Friday, October 2, 2015

The Global Economy Is In Serious Trouble But There Will Be A Short Squeeze In Gold

"...Ironically, Comex, the major futures market where billions of paper gold ounces are traded is not the market where the central banks purchase gold. Comex has become a casino where high frequency trading, spoofing and price rigging has become commonplace. The Swiss watchdog just launched a probe into possible collusion or manipulation of the precious metal trading by seven big bullion banks. In fact, there is growing evidence of a short squeeze developing with Comex’s available gold for delivery is overshadowed by demand on the order of 200 ounces for every one ounce held in the warehouses.

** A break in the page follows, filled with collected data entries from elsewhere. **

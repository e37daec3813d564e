// ============================
// sessiongate-backend/src/auth/mod.rs
// ============================
//! Authentication module.

pub mod password;
pub mod session;
pub mod token_generator;
mod service;
mod service_impl;

pub use password::{
    hash_password, verify_password, CredentialError, PasswordPolicy, DEFAULT_HASH_COST,
    MAX_HASH_COST,
};
pub use service::{AuthService, LogoutOutcome};
pub use service_impl::DefaultAuth;
pub use session::{
    CookieChange, DestroyOutcome, MemorySessionStore, Session, SessionContext, SessionError,
    SessionManager, SessionState, SessionStore, SessionStoreError, SESSION_TTL,
};
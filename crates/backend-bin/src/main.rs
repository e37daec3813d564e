use std::path::PathBuf;
use std::sync::Arc;

use anyhow::Context;
use clap::Parser;
use sessiongate_backend::{config::Settings, create_router, open_store, AppState};
use tokio::net::TcpListener;
use tracing::info;
use tracing_subscriber::EnvFilter;

/// Credential and session service
#[derive(Debug, Parser)]
#[command(name = "sessiongate", version, about)]
struct Args {
    /// Config file (toml, yaml or json). Without it, `sessiongate.*` in the
    /// working directory is used if present.
    #[arg(short, long)]
    config: Option<PathBuf>,

    /// Override `server.host`
    #[arg(long)]
    host: Option<String>,

    /// Override `server.port`
    #[arg(short, long)]
    port: Option<u16>,

    /// Emit logs as JSON lines
    #[arg(long)]
    json_logs: bool,
}

fn init_tracing(level: &str, json: bool) {
    // RUST_LOG wins over the configured level
    let filter = EnvFilter::try_from_default_env().unwrap_or_else(|_| EnvFilter::new(level));
    let builder = tracing_subscriber::fmt().with_env_filter(filter);
    if json {
        builder.json().init();
    } else {
        builder.init();
    }
}

#[tokio::main]
async fn main() -> anyhow::Result<()> {
    let args = Args::parse();

    let mut settings = match &args.config {
        Some(path) => Settings::load_from(path)
            .with_context(|| format!("loading config from {}", path.display()))?,
        None => Settings::load().context("loading config")?,
    };
    if let Some(host) = args.host {
        settings.server.host = host;
    }
    if let Some(port) = args.port {
        settings.server.port = port;
    }

    init_tracing(&settings.log_level, args.json_logs);

    let addr = settings.bind_addr()?;
    let store = open_store(&settings).context("opening user store")?;
    let cleanup_every = settings.cleanup_interval();
    let backend = settings.storage.backend;

    let state = Arc::new(AppState::new(store, settings));
    let _cleanup = state.sessions.spawn_cleanup_task(cleanup_every);

    let app = create_router(state);

    let listener = TcpListener::bind(addr).await?;
    info!(%addr, ?backend, "listening");

    axum::serve(listener, app).await?;

    Ok(())
}
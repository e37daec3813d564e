// ==============
// crates/backend-lib/src/metrics.rs

//! Central place for metric keys
pub const AUTH_REGISTER: &str = "auth.register";
pub const AUTH_LOGIN_SUCCESS: &str = "auth.login.success";
pub const AUTH_LOGIN_FAILURE: &str = "auth.login.failure";
pub const AUTH_LOGOUT: &str = "auth.logout";
pub const SESSION_CREATED: &str = "session.created";
pub const SESSION_DESTROYED: &str = "session.destroyed";
pub const SESSION_EXPIRED: &str = "session.expired";
pub const SESSION_ACTIVE: &str = "session.active";
pub const GATE_REJECTED: &str = "gate.rejected";
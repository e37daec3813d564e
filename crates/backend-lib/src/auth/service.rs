use async_trait::async_trait;
use sessiongate_common::{Credentials, PublicUser};

use super::SessionContext;
use crate::error::AppError;
use crate::storage::User;

/// What `logout` did
#[derive(Debug, Clone, Copy, PartialEq, Eq)]
pub enum LogoutOutcome {
    LoggedOut,
    NoSession,
}

impl LogoutOutcome {
    pub fn message(&self) -> &'static str {
        match self {
            LogoutOutcome::LoggedOut => "logged out",
            LogoutOutcome::NoSession => "no session found",
        }
    }
}

/// The four account operations, each behind its gate chain
#[async_trait]
pub trait AuthService: Send + Sync {
    /// Create an account and return its public fields
    async fn register(&self, credentials: Credentials) -> Result<PublicUser, AppError>;

    /// Verify credentials and establish a session on `session`
    async fn login(&self, credentials: Credentials, session: &SessionContext) -> Result<User, AppError>;

    /// End the session, if any. Never fails for an anonymous caller.
    async fn logout(&self, session: &SessionContext) -> Result<LogoutOutcome, AppError>;

    /// All users' public fields; requires an authenticated session
    async fn list_users(&self, session: &SessionContext) -> Result<Vec<PublicUser>, AppError>;
}
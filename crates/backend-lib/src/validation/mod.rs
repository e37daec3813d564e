// ============================
// crates/backend-lib/src/validation/mod.rs
// ============================
//! Validation gates run before register and login touch any state.
//!
//! A chain runs its gates left to right and stops at the first failure.
//! Gate failures are expected, user-facing outcomes; storage faults hit
//! while evaluating a gate are passed through unchanged so they reach the
//! 5xx path instead of being reported as a rejection.

use axum::http::StatusCode;
use metrics::counter;
use sessiongate_common::Credentials;
use thiserror::Error;
use tracing::debug;

use crate::auth::{PasswordPolicy, SessionContext};
use crate::error::AppError;
use crate::metrics as keys;
use crate::storage::{User, UserFilter, UserStore};

/// Possible gate rejections
#[derive(Error, Debug, Clone, PartialEq, Eq)]
pub enum GateFailure {
    #[error("username is required")]
    UsernameRequired,

    #[error("username already in use")]
    UsernameTaken,

    #[error("invalid credentials")]
    InvalidCredentials,

    /// Carries the policy's client-facing message
    #[error("{0}")]
    PasswordTooShort(String),

    #[error("unauthorized")]
    Unauthorized,
}

impl GateFailure {
    /// Get the HTTP status code for this rejection
    pub fn status_code(&self) -> StatusCode {
        match self {
            GateFailure::UsernameRequired
            | GateFailure::UsernameTaken
            | GateFailure::PasswordTooShort(_) => StatusCode::UNPROCESSABLE_ENTITY,
            GateFailure::InvalidCredentials | GateFailure::Unauthorized => {
                StatusCode::UNAUTHORIZED
            },
        }
    }

    /// Message sent to the client
    pub fn message(&self) -> String {
        self.to_string()
    }
}

/// A single precondition check
#[derive(Debug, Clone, Copy, PartialEq, Eq)]
pub enum Gate {
    /// Username is present and not blank
    UsernamePresent,
    /// No stored user has this username
    UsernameFree,
    /// Some stored user has this username
    UsernameExists,
    /// Password is present and long enough
    PasswordPolicy,
}

impl Gate {
    pub fn name(&self) -> &'static str {
        match self {
            Gate::UsernamePresent => "username_present",
            Gate::UsernameFree => "username_free",
            Gate::UsernameExists => "username_exists",
            Gate::PasswordPolicy => "password_policy",
        }
    }

    /// Evaluate this gate against the submitted credentials
    pub async fn check(
        &self,
        input: &Credentials,
        store: &dyn UserStore,
        policy: &PasswordPolicy,
    ) -> Result<(), AppError> {
        match self {
            Gate::UsernamePresent => {
                if input.username().trim().is_empty() {
                    return Err(GateFailure::UsernameRequired.into());
                }
            },
            Gate::UsernameFree => {
                if !username_matches(input, store).await?.is_empty() {
                    return Err(GateFailure::UsernameTaken.into());
                }
            },
            Gate::UsernameExists => {
                if username_matches(input, store).await?.is_empty() {
                    return Err(GateFailure::InvalidCredentials.into());
                }
            },
            Gate::PasswordPolicy => {
                if !policy.accepts(input.password.as_deref()) {
                    return Err(GateFailure::PasswordTooShort(policy.failure_message()).into());
                }
            },
        }
        Ok(())
    }
}

async fn username_matches(
    input: &Credentials,
    store: &dyn UserStore,
) -> Result<Vec<User>, AppError> {
    Ok(store
        .find_by(&UserFilter::Username(input.username().to_string()))
        .await?)
}

const REGISTER_GATES: &[Gate] = &[Gate::UsernamePresent, Gate::UsernameFree, Gate::PasswordPolicy];
const LOGIN_GATES: &[Gate] = &[Gate::UsernameExists, Gate::PasswordPolicy];

/// Ordered list of gates guarding one operation
#[derive(Debug, Clone)]
pub struct GateChain {
    gates: &'static [Gate],
    /// Rejection reported in place of whatever gate failed
    mask: Option<GateFailure>,
}

impl GateChain {
    /// Gates in front of register
    pub fn register() -> Self {
        Self {
            gates: REGISTER_GATES,
            mask: None,
        }
    }

    /// Gates in front of login.
    ///
    /// Every rejection is reported as `InvalidCredentials` so a client cannot
    /// tell an unknown username from a bad password.
    pub fn login() -> Self {
        Self {
            gates: LOGIN_GATES,
            mask: Some(GateFailure::InvalidCredentials),
        }
    }

    pub fn gates(&self) -> &[Gate] {
        self.gates
    }

    /// Run every gate in order, stopping at the first failure
    pub async fn run(
        &self,
        input: &Credentials,
        store: &dyn UserStore,
        policy: &PasswordPolicy,
    ) -> Result<(), AppError> {
        for gate in self.gates {
            match gate.check(input, store, policy).await {
                Ok(()) => {},
                Err(AppError::Gate(failure)) => {
                    counter!(keys::GATE_REJECTED, "gate" => gate.name()).increment(1);
                    debug!(gate = gate.name(), reason = %failure, "gate rejected request");
                    let reported = self.mask.clone().unwrap_or(failure);
                    return Err(AppError::Gate(reported));
                },
                Err(other) => return Err(other),
            }
        }
        Ok(())
    }
}

/// Session-Required gate: the principal of an authenticated session
pub fn require_session(session: &SessionContext) -> Result<User, GateFailure> {
    session.current().ok_or_else(|| {
        counter!(keys::GATE_REJECTED, "gate" => "session_required").increment(1);
        GateFailure::Unauthorized
    })
}
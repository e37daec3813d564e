// crates/backend-lib/src/middleware/mod.rs

//! Middleware for the `sessiongate` HTTP server.

pub mod session;

pub use session::{session_cookie, session_id_from_headers, session_lookup};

Gold was been in backwardation with the near month for delivery trading at a premium to gold for future delivery reflecting tightness in the physical market where there is less supply. Central banks buy physical gold with nineteen purchasing gold last year. Meantime, China’s Shanghai Gold Exchange has surpassed the trading on Comex where the shenanigans are banned, delivering over 64 tonnes in one week alone. Chinese investors are a big buyer of gold and withdrew almost 1,400 tonnes, up 150 percent in a year from Shanghai Exchange. Simply there’s too many paper ounces against too few physical ounces made less by the regular purchases of China, Russia and the Middle East. Gold players will learn that the shorts should “neither borrower or lender be.”